▶ What the task requires
A faithful, complete transcription of the listing is required.

[[ Material for this task open ]]

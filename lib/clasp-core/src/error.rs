//! Error types for clasp.
//!
//! Configuration and target-resolution failures ([`Error::Configuration`],
//! [`Error::NoLoadBalancerAvailable`]) are raised eagerly while a client is
//! being built. Everything else originates in the transport and propagates
//! unchanged through the resolved client.

use std::sync::Arc;

use bytes::Bytes;
use derive_more::{Display, Error, From};

use crate::Response;

// ============================================================================
// Error Type
// ============================================================================

/// Main error type for clasp operations.
#[derive(Debug, Display, Error, From)]
pub enum Error {
    /// Malformed or missing required configuration (blank context id or
    /// service name, invalid fallback designation, malformed explicit URL).
    #[display("configuration error: {_0}")]
    #[from(skip)]
    Configuration(#[error(not(source))] String),

    /// Load-balanced dispatch was required but no load-balancing client is
    /// registered in the service's scope.
    #[display("no load-balancing client registered for service '{service}'")]
    #[from(skip)]
    NoLoadBalancerAvailable {
        /// Service name that required load balancing.
        service: String,
    },

    /// HTTP-level errors (non-2xx status codes).
    #[display("HTTP error {status}: {message}")]
    #[from(skip)]
    Http {
        /// HTTP status code.
        status: u16,
        /// Error message.
        message: String,
        /// Response body, if available.
        #[error(not(source))]
        body: Option<Bytes>,
    },

    /// Network/connection errors.
    #[display("connection error: {_0}")]
    #[from(skip)]
    Connection(#[error(not(source))] String),

    /// TLS/SSL errors.
    #[display("TLS error: {_0}")]
    #[from(skip)]
    Tls(#[error(not(source))] String),

    /// Request timeout.
    #[display("request timeout")]
    #[from(skip)]
    Timeout,

    /// Invalid request construction.
    #[display("invalid request: {_0}")]
    #[from(skip)]
    InvalidRequest(#[error(not(source))] String),

    /// All retry attempts were consumed without a successful response.
    #[display("retries exhausted after {attempts} attempts: {cause}")]
    #[from(skip)]
    RetriesExhausted {
        /// Number of attempts made, including the first.
        attempts: u32,
        /// The error returned by the final attempt.
        #[error(not(source))]
        cause: Box<Error>,
    },

    /// JSON serialization error.
    #[display("JSON serialization error: {_0}")]
    #[from]
    JsonSerialization(serde_json::Error),

    /// JSON deserialization error with path context.
    #[display("JSON deserialization error at '{path}': {message}")]
    #[from(skip)]
    JsonDeserialization {
        /// JSON path to the error (e.g., "order.customer.id").
        path: String,
        /// Error message.
        message: String,
    },

    /// Form URL-encoded serialization error.
    #[display("form serialization error: {_0}")]
    #[from]
    FormSerialization(serde_urlencoded::ser::Error),

    /// URL parsing error.
    #[display("invalid URL: {_0}")]
    #[from]
    InvalidUrl(url::ParseError),
}

/// Result type alias using [`crate::Error`].
pub type Result<T> = std::result::Result<T, Error>;

impl Error {
    /// Create a configuration error.
    #[must_use]
    pub fn configuration(message: impl Into<String>) -> Self {
        Self::Configuration(message.into())
    }

    /// Create a no-load-balancer error for a service.
    #[must_use]
    pub fn no_load_balancer(service: impl Into<String>) -> Self {
        Self::NoLoadBalancerAvailable {
            service: service.into(),
        }
    }

    /// Create an HTTP error from status code and message.
    #[must_use]
    pub fn http(status: u16, message: impl Into<String>) -> Self {
        Self::Http {
            status,
            message: message.into(),
            body: None,
        }
    }

    /// Create an HTTP error with body.
    #[must_use]
    pub fn http_with_body(status: u16, message: impl Into<String>, body: Bytes) -> Self {
        Self::Http {
            status,
            message: message.into(),
            body: Some(body),
        }
    }

    /// Create a connection error.
    #[must_use]
    pub fn connection(message: impl Into<String>) -> Self {
        Self::Connection(message.into())
    }

    /// Create a TLS error.
    #[must_use]
    pub fn tls(message: impl Into<String>) -> Self {
        Self::Tls(message.into())
    }

    /// Create an invalid request error.
    #[must_use]
    pub fn invalid_request(message: impl Into<String>) -> Self {
        Self::InvalidRequest(message.into())
    }

    /// Create a JSON deserialization error with path context.
    #[must_use]
    pub fn json_deserialization(path: impl Into<String>, message: impl Into<String>) -> Self {
        Self::JsonDeserialization {
            path: path.into(),
            message: message.into(),
        }
    }

    /// Returns `true` if this is a timeout error.
    #[must_use]
    pub const fn is_timeout(&self) -> bool {
        matches!(self, Self::Timeout)
    }

    /// Returns `true` if this is a connection error.
    #[must_use]
    pub const fn is_connection(&self) -> bool {
        matches!(self, Self::Connection(_))
    }

    /// Returns `true` if this error was raised while building a client
    /// rather than while executing a call.
    #[must_use]
    pub const fn is_build_error(&self) -> bool {
        matches!(
            self,
            Self::Configuration(_) | Self::NoLoadBalancerAvailable { .. }
        )
    }

    /// Returns the HTTP status code if this is an HTTP error.
    #[must_use]
    pub const fn status(&self) -> Option<u16> {
        match self {
            Self::Http { status, .. } => Some(*status),
            _ => None,
        }
    }

    /// Returns `true` if this is a client error (4xx).
    #[must_use]
    pub fn is_client_error(&self) -> bool {
        self.status().is_some_and(|s| (400..500).contains(&s))
    }

    /// Returns `true` if this is a server error (5xx).
    #[must_use]
    pub fn is_server_error(&self) -> bool {
        self.status().is_some_and(|s| (500..600).contains(&s))
    }

    /// Returns `true` if this is a 404 Not Found error.
    #[must_use]
    pub fn is_not_found(&self) -> bool {
        self.status() == Some(404)
    }

    /// Returns the response body if this is an HTTP error with a body.
    #[must_use]
    pub fn body(&self) -> Option<&Bytes> {
        match self {
            Self::Http { body, .. } => body.as_ref(),
            _ => None,
        }
    }

    /// Unwrap a retry wrapper down to the last attempt's error.
    ///
    /// Non-wrapped errors are returned unchanged.
    #[must_use]
    pub fn into_cause(self) -> Self {
        match self {
            Self::RetriesExhausted { cause, .. } => *cause,
            other => other,
        }
    }
}

// ============================================================================
// Error Decoder Capability
// ============================================================================

/// Capability for turning a non-successful HTTP response into an [`Error`].
///
/// The resolved configuration selects one decoder per service; the decoder
/// receives the target key (service name) and the full buffered response.
pub trait ErrorDecoder: Send + Sync {
    /// Decode a non-2xx response into an error.
    fn decode(&self, target: &str, response: &Response<Bytes>) -> Error;
}

/// Shared handle to an [`ErrorDecoder`].
pub type SharedErrorDecoder = Arc<dyn ErrorDecoder>;

/// Capability for producing per-service error decoders.
///
/// Consulted only when no [`ErrorDecoder`] instance is registered for the
/// scope; an explicit instance always wins over a factory-produced one.
pub trait ErrorDecoderFactory: Send + Sync {
    /// Create an error decoder for the named service.
    fn create(&self, service_name: &str) -> SharedErrorDecoder;
}

/// Shared handle to an [`ErrorDecoderFactory`].
pub type SharedErrorDecoderFactory = Arc<dyn ErrorDecoderFactory>;

/// Default error decoder mapping the response status to [`Error::Http`],
/// preserving the response body for callers that want to inspect it.
#[derive(Debug, Clone, Copy, Default)]
pub struct StatusErrorDecoder;

impl ErrorDecoder for StatusErrorDecoder {
    fn decode(&self, target: &str, response: &Response<Bytes>) -> Error {
        let status = response.status();
        let body = response.body().clone();
        if body.is_empty() {
            Error::http(status, format!("{target} returned status {status}"))
        } else {
            Error::http_with_body(status, format!("{target} returned status {status}"), body)
        }
    }
}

[[ Material for this task closed ]]

▶ The answer
filename lib/clasp-core/src/error.rs
//! Error types for clasp.
//!
//! Configuration and target-resolution failures ([`Error::Configuration`],
//! [`Error::NoLoadBalancerAvailable`]) are raised eagerly while a client is
//! being built. Everything else originates in the transport and propagates
//! unchanged through the resolved client.

use std::sync::Arc;

use bytes::Bytes;
use derive_more::{Display, Error, From};

use crate::Response;

// ============================================================================
// Error Type
// ============================================================================

/// Main error type for clasp operations.
#[derive(Debug, Display, Error, From)]
pub enum Error {
    /// Malformed or missing required configuration (blank context id or
    /// service name, invalid fallback designation, malformed explicit URL).
    #[display("configuration error: {_0}")]
    #[from(skip)]
    Configuration(#[error(not(source))] String),

    /// Load-balanced dispatch was required but no load-balancing client is
    /// registered in the service's scope.
    #[display("no load-balancing client registered for service '{service}'")]
    #[from(skip)]
    NoLoadBalancerAvailable {
        /// Service name that required load balancing.
        service: String,
    },

    /// HTTP-level errors (non-2xx status codes).
    #[display("HTTP error {status}: {message}")]
    #[from(skip)]
    Http {
        /// HTTP status code.
        status: u16,
        /// Error message.
        message: String,
        /// Response body, if available.
        #[error(not(source))]
        body: Option<Bytes>,
    },

    /// Network/connection errors.
    #[display("connection error: {_0}")]
    #[from(skip)]
    Connection(#[error(not(source))] String),

    /// TLS/SSL errors.
    #[display("TLS error: {_0}")]
    #[from(skip)]
    Tls(#[error(not(source))] String),

    /// Request timeout.
    #[display("request timeout")]
    #[from(skip)]
    Timeout,

    /// Invalid request construction.
    #[display("invalid request: {_0}")]
    #[from(skip)]
    InvalidRequest(#[error(not(source))] String),

    /// All retry attempts were consumed without a successful response.
    #[display("retries exhausted after {attempts} attempts: {cause}")]
    #[from(skip)]
    RetriesExhausted {
        /// Number of attempts made, including the first.
        attempts: u32,
        /// The error returned by the final attempt.
        #[error(not(source))]
        cause: Box<Error>,
    },

    /// JSON serialization error.
    #[display("JSON serialization error: {_0}")]
    #[from]
    JsonSerialization(serde_json::Error),

    /// JSON deserialization error with path context.
    #[display("JSON deserialization error at '{path}': {message}")]
    #[from(skip)]
    JsonDeserialization {
        /// JSON path to the error (e.g., "order.customer.id").
        path: String,
        /// Error message.
        message: String,
    },

    /// Form URL-encoded serialization error.
    #[display("form serialization error: {_0}")]
    #[from]
    FormSerialization(serde_urlencoded::ser::Error),

    /// URL parsing error.
    #[display("invalid URL: {_0}")]
    #[from]
    InvalidUrl(url::ParseError),
}

/// Result type alias using [`crate::Error`].
pub type Result<T> = std::result::Result<T, Error>;

impl Error {
    /// Create a configuration error.
    #[must_use]
    pub fn configuration(message: impl Into<String>) -> Self {
        Self::Configuration(message.into())
    }

    /// Create a no-load-balancer error for a service.
    #[must_use]
    pub fn no_load_balancer(service: impl Into<String>) -> Self {
        Self::NoLoadBalancerAvailable {
            service: service.into(),
        }
    }

    /// Create an HTTP error from status code and message.
    #[must_use]
    pub fn http(status: u16, message: impl Into<String>) -> Self {
        Self::Http {
            status,
            message: message.into(),
            body: None,
        }
    }

    /// Create an HTTP error with body.
    #[must_use]
    pub fn http_with_body(status: u16, message: impl Into<String>, body: Bytes) -> Self {
        Self::Http {
            status,
            message: message.into(),
            body: Some(body),
        }
    }

    /// Create a connection error.
    #[must_use]
    pub fn connection(message: impl Into<String>) -> Self {
        Self::Connection(message.into())
    }

    /// Create a TLS error.
    #[must_use]
    pub fn tls(message: impl Into<String>) -> Self {
        Self::Tls(message.into())
    }

    /// Create an invalid request error.
    #[must_use]
    pub fn invalid_request(message: impl Into<String>) -> Self {
        Self::InvalidRequest(message.into())
    }

    /// Create a JSON deserialization error with path context.
    #[must_use]
    pub fn json_deserialization(path: impl Into<String>, message: impl Into<String>) -> Self {
        Self::JsonDeserialization {
            path: path.into(),
            message: message.into(),
        }
    }

    /// Returns `true` if this is a timeout error.
    #[must_use]
    pub const fn is_timeout(&self) -> bool {
        matches!(self, Self::Timeout)
    }

    /// Returns `true` if this is a connection error.
    #[must_use]
    pub const fn is_connection(&self) -> bool {
        matches!(self, Self::Connection(_))
    }

    /// Returns `true` if this error was raised while building a client
    /// rather than while executing a call.
    #[must_use]
    pub const fn is_build_error(&self) -> bool {
        matches!(
            self,
            Self::Configuration(_) | Self::NoLoadBalancerAvailable { .. }
        )
    }

    /// Returns the HTTP status code if this is an HTTP error.
    #[must_use]
    pub const fn status(&self) -> Option<u16> {
        match self {
            Self::Http { status, .. } => Some(*status),
            _ => None,
        }
    }

    /// Returns `true` if this is a client error (4xx).
    #[must_use]
    pub fn is_client_error(&self) -> bool {
        self.status().is_some_and(|s| (400..500).contains(&s))
    }

    /// Returns `true` if this is a server error (5xx).
    #[must_use]
    pub fn is_server_error(&self) -> bool {
        self.status().is_some_and(|s| (500..600).contains(&s))
    }

    /// Returns `true` if this is a 404 Not Found error.
    #[must_use]
    pub fn is_not_found(&self) -> bool {
        self.status() == Some(404)
    }

    /// Returns the response body if this is an HTTP error with a body.
    #[must_use]
    pub fn body(&self) -> Option<&Bytes> {
        match self {
            Self::Http { body, .. } => body.as_ref(),
            _ => None,
        }
    }

    /// Unwrap a retry wrapper down to the last attempt's error.
    ///
    /// Non-wrapped errors are returned unchanged.
    #[must_use]
    pub fn into_cause(self) -> Self {
        match self {
            Self::RetriesExhausted { cause, .. } => *cause,
            other => other,
        }
    }
}

// ============================================================================
// Error Decoder Capability
// ============================================================================

/// Capability for turning a non-successful HTTP response into an [`Error`].
///
/// The resolved configuration selects one decoder per service; the decoder
/// receives the target key (service name) and the full buffered response.
pub trait ErrorDecoder: Send + Sync {
    /// Decode a non-2xx response into an error.
    fn decode(&self, target: &str, response: &Response<Bytes>) -> Error;
}

/// Shared handle to an [`ErrorDecoder`].
pub type SharedErrorDecoder = Arc<dyn ErrorDecoder>;

/// Capability for producing per-service error decoders.
///
/// Consulted only when no [`ErrorDecoder`] instance is registered for the
/// scope; an explicit instance always wins over a factory-produced one.
pub trait ErrorDecoderFactory: Send + Sync {
    /// Create an error decoder for the named service.
    fn create(&self, service_name: &str) -> SharedErrorDecoder;
}

/// Shared handle to an [`ErrorDecoderFactory`].
pub type SharedErrorDecoderFactory = Arc<dyn ErrorDecoderFactory>;

/// Default error decoder mapping the response status to [`Error::Http`],
/// preserving the response body for callers that want to inspect it.
#[derive(Debug, Clone, Copy, Default)]
pub struct StatusErrorDecoder;

impl ErrorDecoder for StatusErrorDecoder {
    fn decode(&self, target: &str, response: &Response<Bytes>) -> Error {
        let status = response.status();
        let body = response.body().clone();
        if body.is_empty() {
            Error::http(status, format!("{target} returned status {status}"))
        } else {
            Error::http_with_body(status, format!("{target} returned status {status}"), body)
        }
    }
}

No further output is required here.